I accepted that he was likely autistic, and agreed with parents of other kids on the spectrum about the wonders of ABA therapy. Later, we learned that ASD isn’t the right diagnosis for him. He’s taught me tolerance and acceptance in a way I don’t think I’d have learned had I not become a mom who wants to change the world to be more accepting of everybody.

How has your mindset changed after having a child with special needs? 

Years ago, I thought that the decent thing was to pretend I didn’t notice that a person was in a wheelchair, or had a visible disability. I didn’t know what to do or say, and so I turned away. After having my son, and seeing not only him but other children with varying challenges in his special education preschool, I realize that everybody wants to be seen. Everyone wants to be acknowledged.

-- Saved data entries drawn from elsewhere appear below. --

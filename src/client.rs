//! Endpoint configuration and the low-level Substreams gRPC client.

use std::fmt;

use tonic::codec::Streaming;
use tonic::metadata::{AsciiMetadataValue, KeyAndValueRef, MetadataMap};
use tonic::transport::{Channel, ClientTlsConfig, Endpoint};
use tracing::warn;

use crate::SinkError;
use crate::pb::substreams::rpc::v2::stream_client::StreamClient;
use crate::pb::substreams::rpc::v2::{Request, Response};

/// Connection settings for a Substreams endpoint.
#[derive(Clone)]
pub struct SubstreamsClientConfig {
    endpoint: String,
    jwt: Option<String>,
    insecure: bool,
    plaintext: bool,
}

impl fmt::Debug for SubstreamsClientConfig {
    fn fmt(&self, f: &mut fmt::Formatter<'_>) -> fmt::Result {
        f.debug_struct("SubstreamsClientConfig")
            .field("endpoint", &self.endpoint)
            .field("jwt", &self.jwt.as_ref().map(|_| "<redacted>"))
            .field("insecure", &self.insecure)
            .field("plaintext", &self.plaintext)
            .finish()
    }
}

impl SubstreamsClientConfig {
    #[must_use]
    pub fn new(
        endpoint: impl Into<String>,
        jwt: Option<String>,
        insecure: bool,
        plaintext: bool,
    ) -> Self {
        Self {
            endpoint: endpoint.into(),
            jwt: jwt.filter(|token| !token.is_empty()),
            insecure,
            plaintext,
        }
    }

    #[must_use]
    pub fn endpoint(&self) -> &str {
        &self.endpoint
    }

    #[must_use]
    pub fn insecure(&self) -> bool {
        self.insecure
    }

    #[must_use]
    pub fn plaintext(&self) -> bool {
        self.plaintext
    }

    #[must_use]
    pub fn jwt(&self) -> Option<&str> {
        self.jwt.as_deref()
    }

    /// The endpoint as a dialable URI, defaulting the scheme from the
    /// `plaintext` setting when the caller gave a bare `host:port`.
    fn uri(&self) -> String {
        if self.endpoint.contains("://") {
            return self.endpoint.clone();
        }

        if self.plaintext {
            format!("http://{}", self.endpoint)
        } else {
            format!("https://{}", self.endpoint)
        }
    }
}

impl fmt::Display for SubstreamsClientConfig {
    fn fmt(&self, f: &mut fmt::Formatter<'_>) -> fmt::Result {
        write!(
            f,
            "{} (insecure: {}, plaintext: {}, JWT present: {})",
            self.endpoint,
            self.insecure,
            self.plaintext,
            self.jwt.is_some()
        )
    }
}

/// Streaming client bound to one endpoint, attaching authorization and user
/// supplied headers to every request.
pub(crate) struct SubstreamsClient {
    inner: StreamClient<Channel>,
    authorization: Option<AsciiMetadataValue>,
    extra_headers: MetadataMap,
}

impl SubstreamsClient {
    /// Builds the client without performing any I/O; the channel dials on
    /// first use and redials transparently across reconnect attempts.
    pub fn connect(
        config: &SubstreamsClientConfig,
        extra_headers: MetadataMap,
    ) -> Result<Self, SinkError> {
        let uri = config.uri();
        let plaintext = uri.starts_with("http://");

        let mut endpoint = Endpoint::from_shared(uri)?;
        if !plaintext {
            if config.insecure() {
                // The transport offers no skip-verify mode; certificates are
                // still validated against the system roots.
                warn!(
                    "insecure endpoint requested, server certificate validation cannot be disabled and stays active"
                );
            }
            endpoint = endpoint.tls_config(ClientTlsConfig::new().with_native_roots())?;
        }

        let authorization = config
            .jwt()
            .map(|token| {
                format!("Bearer {token}").parse::<AsciiMetadataValue>().map_err(|_| {
                    SinkError::Configuration("API token is not a valid header value".to_string())
                })
            })
            .transpose()?;

        Ok(Self {
            inner: StreamClient::new(endpoint.connect_lazy()),
            authorization,
            extra_headers,
        })
    }

    /// Opens the server-streaming `Blocks` call.
    pub async fn blocks(&mut self, request: Request) -> Result<Streaming<Response>, tonic::Status> {
        let mut request = tonic::Request::new(request);

        if let Some(authorization) = &self.authorization {
            request
                .metadata_mut()
                .insert("authorization", authorization.clone());
        }

        for entry in self.extra_headers.iter() {
            match entry {
                KeyAndValueRef::Ascii(key, value) => {
                    request.metadata_mut().append(key.clone(), value.clone());
                }
                KeyAndValueRef::Binary(key, value) => {
                    request.metadata_mut().append_bin(key.clone(), value.clone());
                }
            }
        }

        Ok(self.inner.blocks(request).await?.into_inner())
    }
}

#[cfg(test)]
mod tests {
    use super::*;

    #[test]
    fn display_never_leaks_the_token() {
        let config = SubstreamsClientConfig::new(
            "mainnet.eth.streamingfast.io:443",
            Some("super-secret".to_string()),
            false,
            false,
        );

        let rendered = config.to_string();
        assert!(!rendered.contains("super-secret"));
        assert_eq!(
            rendered,
            "mainnet.eth.streamingfast.io:443 (insecure: false, plaintext: false, JWT present: true)"
        );
    }

    #[test]
    fn bare_endpoints_get_a_scheme_from_plaintext() {
        let tls = SubstreamsClientConfig::new("host:443", None, false, false);
        assert_eq!(tls.uri(), "https://host:443");

        let plaintext = SubstreamsClientConfig::new("host:9000", None, false, true);
        assert_eq!(plaintext.uri(), "http://host:9000");

        let explicit = SubstreamsClientConfig::new("http://host:9000", None, false, false);
        assert_eq!(explicit.uri(), "http://host:9000");
    }

    #[test]
    fn empty_token_counts_as_absent() {
        let config = SubstreamsClientConfig::new("host:443", Some(String::new()), false, false);
        assert!(config.jwt().is_none());
    }
}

Today, I take the time at the grocery store to have a conversation with challenged workers. I slow down and smile at a mom who pushes her son up the ramp in a wheelchair. I write about special needs, acceptance, and wishing for a land of empathy and wonder.

My son made my world better. He made this world better.

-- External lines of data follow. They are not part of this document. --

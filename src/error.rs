use thiserror::Error;

use crate::cursor::BlockRef;

/// Boxed error type accepted from user handlers.
pub type BoxError = Box<dyn std::error::Error + Send + Sync + 'static>;

#[derive(Error, Debug)]
pub enum SinkError {
    #[error("invalid configuration: {0}")]
    Configuration(String),

    #[error("substreams endpoint connection: {0}")]
    Connect(#[from] tonic::transport::Error),

    #[error("call sf.substreams.rpc.v2.Stream/Blocks: {0}")]
    OpenStream(#[source] tonic::Status),

    #[error("receive stream next message: {0}")]
    Transport(#[source] tonic::Status),

    #[error("invalid cursor {cursor:?}: {reason}")]
    InvalidCursor { cursor: String, reason: String },

    #[error(
        "received new block scoped data (Block {received}) whose height is lower or equal than our most recent block (Block {latest})"
    )]
    OrderingViolation { received: BlockRef, latest: BlockRef },

    #[error(
        "cannot undo down to last valid Block {last_valid} because we already sent you Block {emitted}, the undo buffer size is too small to cover this fork"
    )]
    UndoPastEmitted { last_valid: BlockRef, emitted: BlockRef },

    #[error("malformed {0} message: missing {1}")]
    MalformedResponse(&'static str, &'static str),

    #[error("invalid block range: {0}")]
    InvalidRange(String),

    #[error("{source} (retryable)")]
    Retryable { source: BoxError },

    #[error("handler error: {source}")]
    Handler { source: BoxError },

    #[error("unable to complete work within backoff time limit")]
    BackoffExpired,

    #[error("operation cancelled")]
    Cancelled,
}

impl SinkError {
    /// Wraps an error so the sinker treats it as transient and reconnects
    /// from the active cursor instead of terminating.
    ///
    /// Return this from a handler when the failure does not invalidate any
    /// state persisted so far.
    pub fn retryable(source: impl Into<BoxError>) -> Self {
        SinkError::Retryable { source: source.into() }
    }

    /// Wraps a fatal user handler error.
    pub fn handler(source: impl Into<BoxError>) -> Self {
        SinkError::Handler { source: source.into() }
    }

    /// True only for errors that are safe to retry by reconnecting from the
    /// active cursor.
    #[must_use]
    pub fn is_retryable(&self) -> bool {
        matches!(self, SinkError::Retryable { .. })
    }
}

Do you have time right now to practice self-care or is your life too hectic for that right now? 

Writing for Finding Ninee (my blog) is my go-to for self-care, although I also enjoy being outdoors. There’s something about walking, or simply sitting, and wondering about the people in cars driving by. Where are they going? Are they grieving? Celebrating? Being outdoors makes me feel so much more connected to the lives around me and to possibility.

Why do you think the mission of Springible is so important?

Whether you’re caring for a spouse, a child, an aging parent or other, it’s consuming. You question whether you’re doing enough. Springible is important because caring for somebody with differing needs can make a person feel very alone. Nobody gets it and frankly, you don’t have the time to explain it to them. Sure, they want to help, but they don’t know what it’s like to have to do (fill in the blank) at 3:00am, and part of you thinks they shouldn’t have to. So you feel alone.

Except that you’re not alone. There are caregivers all over the world who check their phones and their laptops at 3:00am or while their loved one is sleeping. Simply reading a story about somebody who “gets it” is a valuable connection and reminder that none of us are alone in our experiences. Reading similar stories opens up our worlds. It opens up our lives, and gives us a “uh-huh! And an AMEN!” when we most need it. Springable’s doing that for caregivers, and I love that.

What are some things you’ve learned on this short journey as a caregiver that you could offer to someone else who is JUST NOW stepping into this journey for the first time?

The most important thing to know is that the baby you hoped for, carried, gave birth to, and played with on the playground is still the same person after a diagnosis. He’s still the one you fell in love with before he was born. He’s still the one you know best, even before a doctor, a teacher, or a family member told you that something wasn’t right.

Whatever isn’t right with him is part of his him-ness. The diagnosis isn’t an ending – it’s a beginning to know how to best help the person you love most, and having some answers regarding how he needs to learn further helps you to help him. I’d also tell then-me that there’s a whole world of people who “get it.” I’d have liked to know that earlier than I did.